[Items listed in a dataset]

-=-=-=-=-

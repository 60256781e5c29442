use std::panic::{AssertUnwindSafe, catch_unwind};
use std::sync::Arc;
use std::sync::atomic::{AtomicBool, Ordering};

use serde::de::DeserializeOwned;
use serde_json::Value;

use tracing::{debug, error, info, warn};

use uuid::Uuid;

use wiotp::codec::{CodecRegistry, Payload};
use wiotp::firmware::{DeviceFirmware, FIRMWARE_FIELD, FirmwareAction};
use wiotp::message::{ActionRequest, DeviceUpdate, FieldsRequest, ManagementResponse};
use wiotp::response::{
    ACCEPTED, BAD_REQUEST, CHANGED, INTERNAL_ERROR, NOT_IMPLEMENTED, OK, ResponseCode,
};
use wiotp::topic::{Inbound, classify};

use crate::client::Inner;
use crate::firmware::FirmwareRequest;
use crate::responder::Responder;
use crate::sync::lock;
use crate::transport::Transport;

// Dotted path of the metadata object in the device record.
const METADATA_FIELD: &str = "metadata";

const DME_SUCCESS: &str = "DME Action successfully completed from Callback";
const UNEXPECTED_ERROR: &str = "Unexpected device error";
const NOT_IMPLEMENTED_MESSAGE: &str = "Operation not implemented";

/// A device action requested by the platform.
#[derive(Debug, Clone, Copy, PartialEq, Eq, Hash)]
pub enum DeviceAction {
    /// Reboot the device.
    Reboot,
    /// Reset the device to its factory settings.
    FactoryReset,
}

impl std::fmt::Display for DeviceAction {
    fn fmt(&self, f: &mut std::fmt::Formatter<'_>) -> std::fmt::Result {
        match self {
            Self::Reboot => "reboot",
            Self::FactoryReset => "reset",
        }
        .fmt(f)
    }
}

/// A device action request.
///
/// The receiver of the request owns its response, which must be sent with
/// [`DeviceActionRequest::respond`].
#[derive(Debug)]
pub struct DeviceActionRequest {
    req_id: String,
    action: DeviceAction,
    responder: Responder,
    responded: Arc<AtomicBool>,
}

impl DeviceActionRequest {
    /// Returns the correlation identifier of the request.
    #[must_use]
    pub fn req_id(&self) -> &str {
        &self.req_id
    }

    /// Returns the requested [`DeviceAction`].
    #[must_use]
    pub const fn action(&self) -> DeviceAction {
        self.action
    }

    /// Responds to the request.
    pub fn respond(self, rc: ResponseCode, message: impl Into<String>) {
        self.responded.store(true, Ordering::SeqCst);
        self.responder.respond(self.req_id, rc, message);
    }
}

/// A management-extension action request.
#[derive(Debug, Clone, PartialEq)]
pub struct DmeRequest {
    action: String,
    req_id: String,
    data: Option<Value>,
}

impl DmeRequest {
    /// Returns the action path, i.e. `bundle/action`.
    #[must_use]
    pub fn action(&self) -> &str {
        &self.action
    }

    /// Returns the correlation identifier of the request.
    #[must_use]
    pub fn req_id(&self) -> &str {
        &self.req_id
    }

    /// Returns the action data.
    #[must_use]
    pub const fn data(&self) -> Option<&Value> {
        self.data.as_ref()
    }
}

/// A device command.
#[derive(Debug, Clone, PartialEq)]
pub struct Command {
    /// Command name.
    pub command: String,
    /// Payload format.
    pub format: String,
    /// Decoded payload.
    pub payload: Payload,
}

type DeviceActionCallback = Arc<dyn Fn(DeviceActionRequest) + Send + Sync>;
type FirmwareCallback = Arc<dyn Fn(FirmwareRequest) + Send + Sync>;
type DmeCallback = Arc<dyn Fn(&DmeRequest) -> bool + Send + Sync>;
type CommandCallback = Arc<dyn Fn(Command) + Send + Sync>;

/// User callbacks and codecs of a managed client.
///
/// Callbacks run on a blocking thread, so they can perform long or
/// blocking work without delaying the delivery of other messages.
#[derive(Default)]
pub struct Handlers {
    device_action: Option<DeviceActionCallback>,
    firmware: Option<FirmwareCallback>,
    dme: Option<DmeCallback>,
    command: Option<CommandCallback>,
    codecs: CodecRegistry,
}

impl std::fmt::Debug for Handlers {
    fn fmt(&self, f: &mut std::fmt::Formatter<'_>) -> std::fmt::Result {
        f.debug_struct("Handlers")
            .field("device_action", &self.device_action.is_some())
            .field("firmware", &self.firmware.is_some())
            .field("dme", &self.dme.is_some())
            .field("command", &self.command.is_some())
            .field("codecs", &self.codecs)
            .finish()
    }
}

impl Handlers {
    /// Creates [`Handlers`] without callbacks and with the default codecs.
    #[must_use]
    #[inline]
    pub fn new() -> Self {
        Self::default()
    }

    /// Sets the callback for reboot and factory reset requests.
    ///
    /// Without this callback, those requests are answered with `501`.
    #[must_use]
    pub fn on_device_action(
        mut self,
        callback: impl Fn(DeviceActionRequest) + Send + Sync + 'static,
    ) -> Self {
        self.device_action = Some(Arc::new(callback));
        self
    }

    /// Sets the callback for accepted firmware download and update
    /// requests.
    #[must_use]
    pub fn on_firmware_action(
        mut self,
        callback: impl Fn(FirmwareRequest) + Send + Sync + 'static,
    ) -> Self {
        self.firmware = Some(Arc::new(callback));
        self
    }

    /// Sets the callback for management-extension actions.
    ///
    /// The returned value tells whether the action succeeded. Without this
    /// callback, actions are answered with `501`.
    #[must_use]
    pub fn on_dme_action(
        mut self,
        callback: impl Fn(&DmeRequest) -> bool + Send + Sync + 'static,
    ) -> Self {
        self.dme = Some(Arc::new(callback));
        self
    }

    /// Sets the callback for device commands.
    #[must_use]
    pub fn on_command(mut self, callback: impl Fn(Command) + Send + Sync + 'static) -> Self {
        self.command = Some(Arc::new(callback));
        self
    }

    /// Sets the [`CodecRegistry`] used for events and commands.
    #[must_use]
    pub fn codecs(mut self, codecs: CodecRegistry) -> Self {
        self.codecs = codecs;
        self
    }

    pub(crate) const fn codec_registry(&self) -> &CodecRegistry {
        &self.codecs
    }
}

fn parse<T: DeserializeOwned>(topic: &str, payload: &[u8]) -> Option<T> {
    match serde_json::from_slice(payload) {
        Ok(message) => Some(message),
        Err(e) => {
            warn!(
                "Unable to parse message on `{topic}`: payload=\"{}\" error={e}",
                String::from_utf8_lossy(payload)
            );
            None
        }
    }
}

impl<T: Transport> Inner<T> {
    pub(crate) fn dispatch(&self, topic: &str, payload: &[u8]) {
        let Some(inbound) = classify(&self.identity, topic) else {
            debug!("Ignoring message on unknown topic `{topic}`");
            return;
        };
        debug!(
            "Message received on topic `{topic}` with payload {}",
            String::from_utf8_lossy(payload)
        );

        match inbound {
            Inbound::Response => self.on_response(topic, payload),
            Inbound::Observe => self.on_observe(topic, payload, true),
            Inbound::CancelObserve => self.on_observe(topic, payload, false),
            Inbound::Reboot => self.on_device_action(topic, payload, DeviceAction::Reboot),
            Inbound::FactoryReset => {
                self.on_device_action(topic, payload, DeviceAction::FactoryReset);
            }
            Inbound::DeviceUpdate => self.on_device_update(topic, payload),
            Inbound::FirmwareDownload => {
                self.on_firmware_action(topic, payload, FirmwareAction::Download);
            }
            Inbound::FirmwareUpdate => {
                self.on_firmware_action(topic, payload, FirmwareAction::Update);
            }
            Inbound::Custom { action } => self.on_dme_action(topic, payload, action),
            Inbound::Command { command, format } => self.on_command(payload, command, format),
        }
    }

    fn on_response(&self, topic: &str, payload: &[u8]) {
        let Some(response) = parse::<ManagementResponse>(topic, payload) else {
            return;
        };
        // Not a correlated response.
        let Some(rc) = response.rc else {
            return;
        };
        let Some(req_id) = response.req_id else {
            warn!("Received response [{rc}] without request identifier");
            return;
        };
        let Ok(id) = Uuid::parse_str(&req_id) else {
            warn!("Received unexpected response from device management: {req_id}");
            return;
        };

        self.pending
            .resolve(&id, rc, |operation| self.session.on_response(operation, rc));
    }

    fn on_observe(&self, topic: &str, payload: &[u8], observe: bool) {
        let Some(request) = parse::<FieldsRequest>(topic, payload) else {
            return;
        };
        {
            let mut observed = lock(&self.observed);
            for field in request.d.names() {
                if observe {
                    info!("Observing field `{field}`");
                    observed.insert(field.to_owned());
                } else {
                    info!("Cancelling observation of field `{field}`");
                    observed.remove(field);
                }
            }
        }
        self.responder.respond(request.req_id, OK, "");
    }

    fn on_device_update(&self, topic: &str, payload: &[u8]) {
        let Some(update) = parse::<DeviceUpdate>(topic, payload) else {
            return;
        };

        if let Some(req_id) = update.req_id {
            if let Some(value) = update.d.value(FIRMWARE_FIELD) {
                match serde_json::from_value::<DeviceFirmware>(value.clone()) {
                    Ok(firmware) => self.firmware.replace(firmware),
                    Err(e) => warn!("Invalid firmware record: {e}"),
                }
            }
            self.responder.respond(req_id, CHANGED, "");
            return;
        }

        match update.d.value(METADATA_FIELD) {
            Some(Value::Object(metadata)) => {
                info!("Device metadata replaced");
                *lock(&self.metadata) = metadata.clone().into_iter().collect();
            }
            Some(_) => warn!("Ignoring metadata which is not an object"),
            None => {}
        }
    }

    fn on_device_action(&self, topic: &str, payload: &[u8], action: DeviceAction) {
        let Some(request) = parse::<ActionRequest>(topic, payload) else {
            return;
        };
        info!("Device action `{action}` requested: {}", request.req_id);

        let Some(callback) = self.handlers.device_action.clone() else {
            self.responder
                .respond(request.req_id, NOT_IMPLEMENTED, NOT_IMPLEMENTED_MESSAGE);
            return;
        };

        let responder = self.responder.clone();
        let req_id = request.req_id;
        self.runtime.spawn_blocking(move || {
            let responded = Arc::new(AtomicBool::new(false));
            let request = DeviceActionRequest {
                req_id: req_id.clone(),
                action,
                responder: responder.clone(),
                responded: Arc::clone(&responded),
            };
            let panicked = catch_unwind(AssertUnwindSafe(|| callback(request))).is_err();
            let responded = responded.load(Ordering::SeqCst);
            match (panicked, responded) {
                (true, false) => {
                    error!("Device action `{action}` callback panicked");
                    responder.respond(req_id, INTERNAL_ERROR, UNEXPECTED_ERROR);
                }
                (true, true) => {
                    error!("Device action `{action}` callback panicked after responding");
                }
                (false, _) => {}
            }
        });
    }

    fn on_firmware_action(&self, topic: &str, payload: &[u8], action: FirmwareAction) {
        let Some(request) = parse::<ActionRequest>(topic, payload) else {
            return;
        };

        let Some(firmware) = self.firmware.accept(action) else {
            info!("Firmware {action} rejected: {}", request.req_id);
            self.responder
                .respond(request.req_id, BAD_REQUEST, action.rejection_message());
            return;
        };

        info!("Firmware {action} accepted: {}", request.req_id);
        self.responder.respond(request.req_id, ACCEPTED, "");

        let Some(callback) = self.handlers.firmware.clone() else {
            warn!("No firmware action callback registered");
            return;
        };

        let request = FirmwareRequest::new(action, firmware, self.firmware.clone());
        self.runtime.spawn_blocking(move || {
            if catch_unwind(AssertUnwindSafe(|| callback(request))).is_err() {
                error!("Firmware {action} callback panicked");
            }
        });
    }

    fn on_dme_action(&self, topic: &str, payload: &[u8], action: String) {
        let Some(request) = parse::<ActionRequest>(topic, payload) else {
            return;
        };
        info!("Extension action `{action}` requested: {}", request.req_id);

        let Some(callback) = self.handlers.dme.clone() else {
            self.responder
                .respond(request.req_id, NOT_IMPLEMENTED, NOT_IMPLEMENTED_MESSAGE);
            return;
        };

        let responder = self.responder.clone();
        let request = DmeRequest {
            action,
            req_id: request.req_id,
            data: request.d,
        };
        self.runtime.spawn_blocking(move || {
            let (rc, message) = match catch_unwind(AssertUnwindSafe(|| callback(&request))) {
                Ok(true) => (OK, DME_SUCCESS),
                Ok(false) => (INTERNAL_ERROR, UNEXPECTED_ERROR),
                Err(_) => {
                    error!("Extension action `{}` callback panicked", request.action);
                    (INTERNAL_ERROR, UNEXPECTED_ERROR)
                }
            };
            responder.respond(request.req_id, rc, message);
        });
    }

    fn on_command(&self, payload: &[u8], command: String, format: String) {
        let Some(callback) = self.handlers.command.clone() else {
            debug!("No command callback registered, `{command}` dropped");
            return;
        };

        let payload = match self.handlers.codec_registry().decode(&format, payload) {
            Ok(payload) => payload,
            Err(e) => {
                warn!("Unable to decode command `{command}`: {e}");
                return;
            }
        };

        let command = Command {
            command,
            format,
            payload,
        };
        self.runtime.spawn_blocking(move || {
            let name = command.command.clone();
            if catch_unwind(AssertUnwindSafe(|| callback(command))).is_err() {
                error!("Command `{name}` callback panicked");
            }
        });
    }
}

-=-=-=-=-

Problem description
Go through the data above and copy each line in which "wiotp" appears.

Exercise output
use wiotp::codec::{CodecRegistry, Payload};
use wiotp::firmware::{DeviceFirmware, FIRMWARE_FIELD, FirmwareAction};
use wiotp::message::{ActionRequest, DeviceUpdate, FieldsRequest, ManagementResponse};
use wiotp::response::{
use wiotp::topic::{Inbound, classify};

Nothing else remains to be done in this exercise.